While working her summer job as a youthful research assistant...

While working her summer job as a youthful research assistant in the salt marsh near Oak Beach, the writer came upon this nest of a Clapper Rail, known for its loud, clattering calls.  Credit: Laurie Farber

On a late spring afternoon decades ago, I was driving home along Ocean Parkway when I stopped because I saw nets for catching birds in the salt marsh near Oak Beach.

I met Jon Greenlaw, a biology professor at LIU Post, and bird researcher Will Post, who were studying the sharp-tailed and seaside sparrows that nest there, one of the few places where these closely related species’ ranges overlapped.

This is one of the few healthy marshes left on Long Island without ditches meant to reduce the number of mosquitoes. The men needed help studying saltmarsh sparrows, and at 22, I needed a summer job.

They had already color-banded many adult sparrows. They not only put the usual aluminum rings on their legs but also a unique combination of colored plastic rings. And they had marked off a grid to record notes about nest activity.

My job? I would check a list of nests they’d leave me each day and record my observations from a blind they had set up. The blinds were wooden towers providing a view from above the marsh. Nests were identified by their location on the grid and marked inconspicuously with a tall reed, but I knew what to look for.
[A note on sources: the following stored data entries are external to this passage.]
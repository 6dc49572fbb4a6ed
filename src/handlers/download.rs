use crate::models::errors::AppError;
use crate::AppState;
use axum::{
    body::Body,
    extract::{Path, State},
    http::{header, HeaderValue, StatusCode},
    response::Response,
};
use tokio_util::io::ReaderStream;

/// Stream a stored file back to the client as an attachment
pub async fn download_file(
    State(app_state): State<AppState>,
    Path(name): Path<String>,
) -> Result<Response<Body>, AppError> {
    let (file, size) = app_state.storage.open_file(&name).await?;

    let content_type = mime_guess::from_path(&name).first_or_octet_stream();
    let disposition = content_disposition(&name)?;

    let response = Response::builder()
        .status(StatusCode::OK)
        .header(header::CONTENT_TYPE, content_type.to_string())
        .header(header::CONTENT_LENGTH, size.to_string())
        .header(header::CONTENT_DISPOSITION, disposition)
        .body(Body::from_stream(ReaderStream::new(file)))
        .map_err(|e| AppError::internal_error(format!("Failed to build response: {}", e)))?;

    tracing::info!("Serving download: {} ({} bytes)", name, size);

    Ok(response)
}

/// `attachment; filename="..."`, plus an RFC 5987 `filename*` when the
/// name is not plain printable ASCII. The quoted `filename` then carries an
/// ASCII-only fallback.
fn content_disposition(name: &str) -> Result<HeaderValue, AppError> {
    let is_plain = name.chars().all(|c| c.is_ascii() && !c.is_ascii_control());

    let fallback: String = name
        .chars()
        .filter(|c| c.is_ascii() && !c.is_ascii_control())
        .collect::<String>()
        .replace('\\', "\\\\")
        .replace('"', "\\\"");

    let value = if is_plain {
        format!("attachment; filename=\"{}\"", fallback)
    } else {
        format!(
            "attachment; filename=\"{}\"; filename*=UTF-8''{}",
            fallback,
            urlencoding::encode(name)
        )
    };

    HeaderValue::from_str(&value)
        .map_err(|e| AppError::internal_error(format!("Invalid download name {:?}: {}", name, e)))
}
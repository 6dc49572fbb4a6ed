use crate::models::errors::AppError;
use crate::services::qr_generator::qr_target_url;
use crate::AppState;
use axum::{
    extract::{Host, State},
    http::{header, Uri},
    response::IntoResponse,
};

/// Serve a PNG QR code of the server's externally reachable URL.
///
/// Uses the tunnel URL when one was discovered, otherwise the host this
/// request came in on.
pub async fn qr_code(
    State(app_state): State<AppState>,
    host: Option<Host>,
    uri: Uri,
) -> Result<impl IntoResponse, AppError> {
    let base_url = match app_state.public_url.get() {
        Some(url) => url.to_string(),
        None => {
            let host = host
                .map(|Host(host)| host)
                .unwrap_or_else(|| format!("localhost:{}", app_state.config.port));
            format!("http://{}/", host)
        }
    };

    let target = qr_target_url(&base_url, uri.path());
    let png = app_state.qr.generate_png(&target)?;

    tracing::debug!("Serving QR code for {}", target);

    Ok(([(header::CONTENT_TYPE, mime::IMAGE_PNG.to_string())], png))
}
Rather than stand behind the burlap cloth that was wrapped around the top of the blind to hide observers, I preferred to pull it down and sit on the edge of the wooden platform. I recorded which adult bird came to the nest to feed the babies and the time it came and left. Only the mother sharp-tailed sparrow took care of the young, but both seaside sparrows helped each other.
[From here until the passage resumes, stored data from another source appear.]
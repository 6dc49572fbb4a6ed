#![allow(dead_code)]

use axum::{
    body::Body,
    http::{header, Request},
    Router,
};
use std::sync::Arc;
use tempfile::TempDir;

use file_drop::{models::public_url::PublicUrl, services, utils, AppState};

pub const BOUNDARY: &str = "----FileDropTestBoundary7MA4YWxkTrZu0gW";
pub const TEST_HOST: &str = "192.168.1.42:5000";

/// A router over a temporary upload directory. Keep the TempDir alive for
/// as long as the router is used.
pub struct TestApp {
    pub router: Router,
    pub public_url: Arc<PublicUrl>,
    pub upload_dir: TempDir,
}

/// Setup a test application with temporary storage
pub fn setup_test_app() -> TestApp {
    let upload_dir = TempDir::new().unwrap();

    let config = utils::config::AppConfig {
        host: "127.0.0.1".to_string(),
        port: 0,
        upload_dir: upload_dir.path().to_path_buf(),
        tunnel_enabled: false,
        ..Default::default()
    };

    let storage = services::file_storage::FileStorageService::new(upload_dir.path())
        .expect("Failed to create storage service");

    let public_url = Arc::new(PublicUrl::new());
    let app_state = AppState::new(config, storage, public_url.clone());

    TestApp {
        router: file_drop::router(app_state),
        public_url,
        upload_dir,
    }
}

/// Build a multipart body with one file field
pub fn multipart_body(field: &str, filename: &str, data: &[u8]) -> Vec<u8> {
    let mut body = Vec::new();
    body.extend_from_slice(format!("--{}\r\n", BOUNDARY).as_bytes());
    body.extend_from_slice(
        format!(
            "Content-Disposition: form-data; name=\"{}\"; filename=\"{}\"\r\n",
            field, filename
        )
        .as_bytes(),
    );
    body.extend_from_slice(b"Content-Type: application/octet-stream\r\n\r\n");
    body.extend_from_slice(data);
    body.extend_from_slice(format!("\r\n--{}--\r\n", BOUNDARY).as_bytes());
    body
}

/// Build a multipart body holding only a text field
pub fn multipart_text_body(field: &str, value: &str) -> Vec<u8> {
    format!(
        "--{b}\r\nContent-Disposition: form-data; name=\"{field}\"\r\n\r\n{value}\r\n--{b}--\r\n",
        b = BOUNDARY
    )
    .into_bytes()
}

pub fn upload_request(body: Vec<u8>) -> Request<Body> {
    Request::builder()
        .uri("/")
        .method("POST")
        .header(
            header::CONTENT_TYPE,
            format!("multipart/form-data; boundary={}", BOUNDARY),
        )
        .header(header::HOST, TEST_HOST)
        .body(Body::from(body))
        .unwrap()
}

pub fn get_request(uri: &str) -> Request<Body> {
    Request::builder()
        .uri(uri)
        .method("GET")
        .header(header::HOST, TEST_HOST)
        .body(Body::empty())
        .unwrap()
}

pub async fn body_bytes(response: axum::response::Response) -> Vec<u8> {
    axum::body::to_bytes(response.into_body(), usize::MAX)
        .await
        .unwrap()
        .to_vec()
}

pub async fn body_text(response: axum::response::Response) -> String {
    String::from_utf8(body_bytes(response).await).unwrap()
}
I was alone in the marsh for about three or four hours every day. I loved walking in it, seeing it at different times during tidal cycles. I also loved occasionally spotting a Virginia rail, a secretive bird that favors freshwater marshes. I once stumbled upon the nest of a clapper rail, known for its loud, clattering calls.

I also adored the little black-and-gold dragonflies that lived there. It was wonderful looking from the blinds — above the biting level of the greenhead flies, whose bite can leave welts on a person. I enjoyed seeing glossy ibises coast in, land and bend down to feed, hidden behind the grasses. There was always something interesting to observe.
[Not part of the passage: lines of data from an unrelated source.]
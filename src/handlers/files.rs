use crate::models::{errors::AppError, uploaded_file::UploadedFile};
use crate::AppState;
use axum::{extract::State, response::Html};
use html_escape::{encode_double_quoted_attribute, encode_text};

const CELL_STYLE: &str = "padding: 12px; border: 1px solid #ddd;";
const HEADER_STYLE: &str = "padding: 12px; text-align: left; border: 1px solid #ddd;";

/// List uploaded files, newest first
pub async fn list_files(State(app_state): State<AppState>) -> Result<Html<String>, AppError> {
    let files = app_state.storage.list_files().await?;
    tracing::debug!("Listing {} uploaded files", files.len());
    Ok(Html(render_listing(&files)))
}

pub fn render_listing(files: &[UploadedFile]) -> String {
    let mut page = String::from(
        "<!doctype html>\n<html lang=\"en\">\n<head>\n    <meta charset=\"UTF-8\">\n    \
         <meta name=\"viewport\" content=\"width=device-width, initial-scale=1.0\">\n    \
         <title>Uploaded Files</title>\n</head>\n<body>\n<h2>Uploaded Files</h2>\n",
    );

    if files.is_empty() {
        page.push_str("<p>No files uploaded yet.</p>\n");
    } else {
        page.push_str("<table style=\"width:100%; border-collapse: collapse;\">\n");
        page.push_str(&format!(
            "    <tr style=\"background-color: #f2f2f2;\">\n        \
             <th style=\"{h}\">File Name</th>\n        \
             <th style=\"{h}\">Upload Time</th>\n        \
             <th style=\"{h}\">Action</th>\n    </tr>\n",
            h = HEADER_STYLE
        ));

        for file in files {
            let href = format!("/download/{}", urlencoding::encode(&file.name));
            page.push_str(&format!(
                "    <tr>\n        <td style=\"{c}\">{name}</td>\n        \
                 <td style=\"{c}\">{time}</td>\n        \
                 <td style=\"{c}\"><a href=\"{href}\">Download</a></td>\n    </tr>\n",
                c = CELL_STYLE,
                name = encode_text(&file.name),
                time = file.upload_time(),
                href = encode_double_quoted_attribute(&href),
            ));
        }

        page.push_str("</table>\n");
    }

    page.push_str("<p><a href=\"/\">Back to Upload</a></p>\n</body>\n</html>\n");
    page
}

#[cfg(test)]
mod tests {
    use super::*;
    use std::time::{Duration, SystemTime};

    #[test]
    fn test_empty_listing() {
        let page = render_listing(&[]);
        assert!(page.contains("No files uploaded yet."));
        assert!(!page.contains("<table"));
    }

    #[test]
    fn test_rows_escape_names_and_encode_links() {
        let files = vec![UploadedFile::new(
            "<b>my report</b>.pdf",
            SystemTime::UNIX_EPOCH + Duration::from_secs(1_700_000_000),
        )];
        let page = render_listing(&files);

        assert!(page.contains("&lt;b&gt;my report&lt;/b&gt;.pdf"));
        assert!(page.contains("/download/%3Cb%3Emy%20report%3C%2Fb%3E.pdf"));
        assert!(page.contains(&files[0].upload_time()));
    }
}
One of the job’s best aspects was being left alone! What could be better than being by myself in a wonderful part of nature — and getting paid for it!

A few years later, I took Greenlaw’s behavioral ecology course at Post and learned more about how sharp-tailed sparrows mainly lived to our north on narrow salt marshes while seaside sparrows lived mainly to our south on wide marshes and how their resulting mating behaviors differed. It was fascinating.

Post went on to work in Florida with the now-extinct dusky seaside sparrows, and eventually, Greenlaw retired to the same state. Together, they published several journal articles on the sparrows.

Ah, being alone in that salt marsh. The memories still bring back joy. It was the best summer job I ever had.

 

Reader Laurie Farber lives in Wyandanch.